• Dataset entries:
▶
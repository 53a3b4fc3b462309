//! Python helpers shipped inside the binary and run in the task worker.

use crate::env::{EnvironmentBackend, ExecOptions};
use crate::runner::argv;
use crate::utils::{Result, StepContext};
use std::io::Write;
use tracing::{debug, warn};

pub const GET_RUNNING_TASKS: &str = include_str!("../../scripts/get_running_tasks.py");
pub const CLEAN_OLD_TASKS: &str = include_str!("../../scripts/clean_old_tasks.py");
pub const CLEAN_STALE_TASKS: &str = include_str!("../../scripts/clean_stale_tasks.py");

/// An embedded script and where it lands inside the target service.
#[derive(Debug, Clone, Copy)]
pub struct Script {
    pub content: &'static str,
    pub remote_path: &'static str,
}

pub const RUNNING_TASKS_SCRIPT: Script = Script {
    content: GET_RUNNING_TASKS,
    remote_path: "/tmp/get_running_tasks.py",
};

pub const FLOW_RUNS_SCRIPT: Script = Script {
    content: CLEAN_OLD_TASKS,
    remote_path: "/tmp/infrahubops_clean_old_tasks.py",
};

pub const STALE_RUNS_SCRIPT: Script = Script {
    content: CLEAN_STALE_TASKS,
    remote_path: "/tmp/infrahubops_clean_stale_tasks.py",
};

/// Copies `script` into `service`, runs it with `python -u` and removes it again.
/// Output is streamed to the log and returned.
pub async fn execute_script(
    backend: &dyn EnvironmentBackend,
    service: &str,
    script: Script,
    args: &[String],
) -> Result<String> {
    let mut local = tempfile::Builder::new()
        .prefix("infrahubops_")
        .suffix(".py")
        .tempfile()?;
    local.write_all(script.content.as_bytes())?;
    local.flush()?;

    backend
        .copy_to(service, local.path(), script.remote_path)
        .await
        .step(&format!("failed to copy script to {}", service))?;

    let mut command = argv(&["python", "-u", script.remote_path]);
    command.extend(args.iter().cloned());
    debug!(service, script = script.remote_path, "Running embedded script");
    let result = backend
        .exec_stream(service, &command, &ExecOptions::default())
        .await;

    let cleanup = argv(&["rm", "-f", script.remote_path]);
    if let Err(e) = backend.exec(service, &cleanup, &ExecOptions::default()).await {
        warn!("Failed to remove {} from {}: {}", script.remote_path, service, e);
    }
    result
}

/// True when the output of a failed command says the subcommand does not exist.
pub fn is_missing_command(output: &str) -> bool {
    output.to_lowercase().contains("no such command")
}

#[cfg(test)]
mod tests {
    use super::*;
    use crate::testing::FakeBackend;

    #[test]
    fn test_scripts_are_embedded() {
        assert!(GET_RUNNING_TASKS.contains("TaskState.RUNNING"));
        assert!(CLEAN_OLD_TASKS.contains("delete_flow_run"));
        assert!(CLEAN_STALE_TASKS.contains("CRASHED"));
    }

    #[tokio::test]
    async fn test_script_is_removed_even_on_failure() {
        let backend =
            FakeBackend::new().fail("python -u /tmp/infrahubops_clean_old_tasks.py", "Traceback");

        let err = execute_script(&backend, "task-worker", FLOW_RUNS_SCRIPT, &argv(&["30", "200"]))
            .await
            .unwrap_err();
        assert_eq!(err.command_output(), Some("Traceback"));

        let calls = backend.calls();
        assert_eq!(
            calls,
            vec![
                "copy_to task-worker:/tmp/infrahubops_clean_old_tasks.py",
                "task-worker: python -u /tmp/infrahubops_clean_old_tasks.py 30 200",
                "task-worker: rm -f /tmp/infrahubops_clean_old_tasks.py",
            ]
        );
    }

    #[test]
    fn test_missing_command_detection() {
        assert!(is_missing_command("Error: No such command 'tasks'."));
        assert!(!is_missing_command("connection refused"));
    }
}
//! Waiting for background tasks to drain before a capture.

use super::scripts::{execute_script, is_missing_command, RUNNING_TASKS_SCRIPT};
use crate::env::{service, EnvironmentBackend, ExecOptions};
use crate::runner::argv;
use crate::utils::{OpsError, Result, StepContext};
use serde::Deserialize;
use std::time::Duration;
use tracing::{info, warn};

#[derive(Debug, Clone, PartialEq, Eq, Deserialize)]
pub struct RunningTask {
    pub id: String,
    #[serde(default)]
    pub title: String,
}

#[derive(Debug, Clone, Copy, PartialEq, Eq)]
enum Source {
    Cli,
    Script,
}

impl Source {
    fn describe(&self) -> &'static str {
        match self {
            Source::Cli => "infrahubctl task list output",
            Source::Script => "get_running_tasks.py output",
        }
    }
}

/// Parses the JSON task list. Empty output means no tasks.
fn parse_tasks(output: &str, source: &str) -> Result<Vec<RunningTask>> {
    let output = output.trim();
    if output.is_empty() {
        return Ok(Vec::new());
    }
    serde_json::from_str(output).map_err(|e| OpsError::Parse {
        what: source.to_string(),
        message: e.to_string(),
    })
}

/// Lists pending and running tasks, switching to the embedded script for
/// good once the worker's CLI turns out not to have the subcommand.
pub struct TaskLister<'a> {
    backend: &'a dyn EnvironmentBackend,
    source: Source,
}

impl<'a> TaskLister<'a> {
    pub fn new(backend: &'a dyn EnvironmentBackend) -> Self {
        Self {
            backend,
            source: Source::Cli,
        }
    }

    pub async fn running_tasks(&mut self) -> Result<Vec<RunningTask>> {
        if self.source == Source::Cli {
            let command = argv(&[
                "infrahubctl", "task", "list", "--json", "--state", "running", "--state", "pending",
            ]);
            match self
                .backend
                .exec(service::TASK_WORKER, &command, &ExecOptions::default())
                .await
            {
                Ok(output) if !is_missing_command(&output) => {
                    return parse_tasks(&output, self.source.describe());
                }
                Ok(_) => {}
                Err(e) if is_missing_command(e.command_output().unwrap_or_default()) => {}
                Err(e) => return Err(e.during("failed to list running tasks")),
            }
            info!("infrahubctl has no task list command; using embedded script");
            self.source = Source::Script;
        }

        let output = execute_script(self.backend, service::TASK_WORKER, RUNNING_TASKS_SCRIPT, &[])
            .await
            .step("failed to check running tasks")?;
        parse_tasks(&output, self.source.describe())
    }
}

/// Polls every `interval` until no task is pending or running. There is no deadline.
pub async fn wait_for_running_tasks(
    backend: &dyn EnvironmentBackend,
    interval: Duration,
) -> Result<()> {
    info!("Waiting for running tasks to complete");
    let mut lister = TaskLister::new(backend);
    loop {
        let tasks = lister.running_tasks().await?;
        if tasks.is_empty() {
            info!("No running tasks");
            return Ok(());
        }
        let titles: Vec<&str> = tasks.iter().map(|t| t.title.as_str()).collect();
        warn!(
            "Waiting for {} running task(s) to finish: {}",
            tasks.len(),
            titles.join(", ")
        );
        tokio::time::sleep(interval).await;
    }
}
◀
• TASK REQUIREMENTS: Each line from the beginning of the entries to the line with "if let Err(e)" must be repeated exactly, with both end lines kept and no other lines given.

• EXERCISE RESPONSE:
repository 53a3b4fc3b462309
//! Python helpers shipped inside the binary and run in the task worker.

use crate::env::{EnvironmentBackend, ExecOptions};
use crate::runner::argv;
use crate::utils::{Result, StepContext};
use std::io::Write;
use tracing::{debug, warn};

pub const GET_RUNNING_TASKS: &str = include_str!("../../scripts/get_running_tasks.py");
pub const CLEAN_OLD_TASKS: &str = include_str!("../../scripts/clean_old_tasks.py");
pub const CLEAN_STALE_TASKS: &str = include_str!("../../scripts/clean_stale_tasks.py");

/// An embedded script and where it lands inside the target service.
#[derive(Debug, Clone, Copy)]
pub struct Script {
    pub content: &'static str,
    pub remote_path: &'static str,
}

pub const RUNNING_TASKS_SCRIPT: Script = Script {
    content: GET_RUNNING_TASKS,
    remote_path: "/tmp/get_running_tasks.py",
};

pub const FLOW_RUNS_SCRIPT: Script = Script {
    content: CLEAN_OLD_TASKS,
    remote_path: "/tmp/infrahubops_clean_old_tasks.py",
};

pub const STALE_RUNS_SCRIPT: Script = Script {
    content: CLEAN_STALE_TASKS,
    remote_path: "/tmp/infrahubops_clean_stale_tasks.py",
};

/// Copies `script` into `service`, runs it with `python -u` and removes it again.
/// Output is streamed to the log and returned.
pub async fn execute_script(
    backend: &dyn EnvironmentBackend,
    service: &str,
    script: Script,
    args: &[String],
) -> Result<String> {
    let mut local = tempfile::Builder::new()
        .prefix("infrahubops_")
        .suffix(".py")
        .tempfile()?;
    local.write_all(script.content.as_bytes())?;
    local.flush()?;

    backend
        .copy_to(service, local.path(), script.remote_path)
        .await
        .step(&format!("failed to copy script to {}", service))?;

    let mut command = argv(&["python", "-u", script.remote_path]);
    command.extend(args.iter().cloned());
    debug!(service, script = script.remote_path, "Running embedded script");
    let result = backend
        .exec_stream(service, &command, &ExecOptions::default())
        .await;

    let cleanup = argv(&["rm", "-f", script.remote_path]);
    if let Err(e) = backend.exec(service, &cleanup, &ExecOptions::default()).await {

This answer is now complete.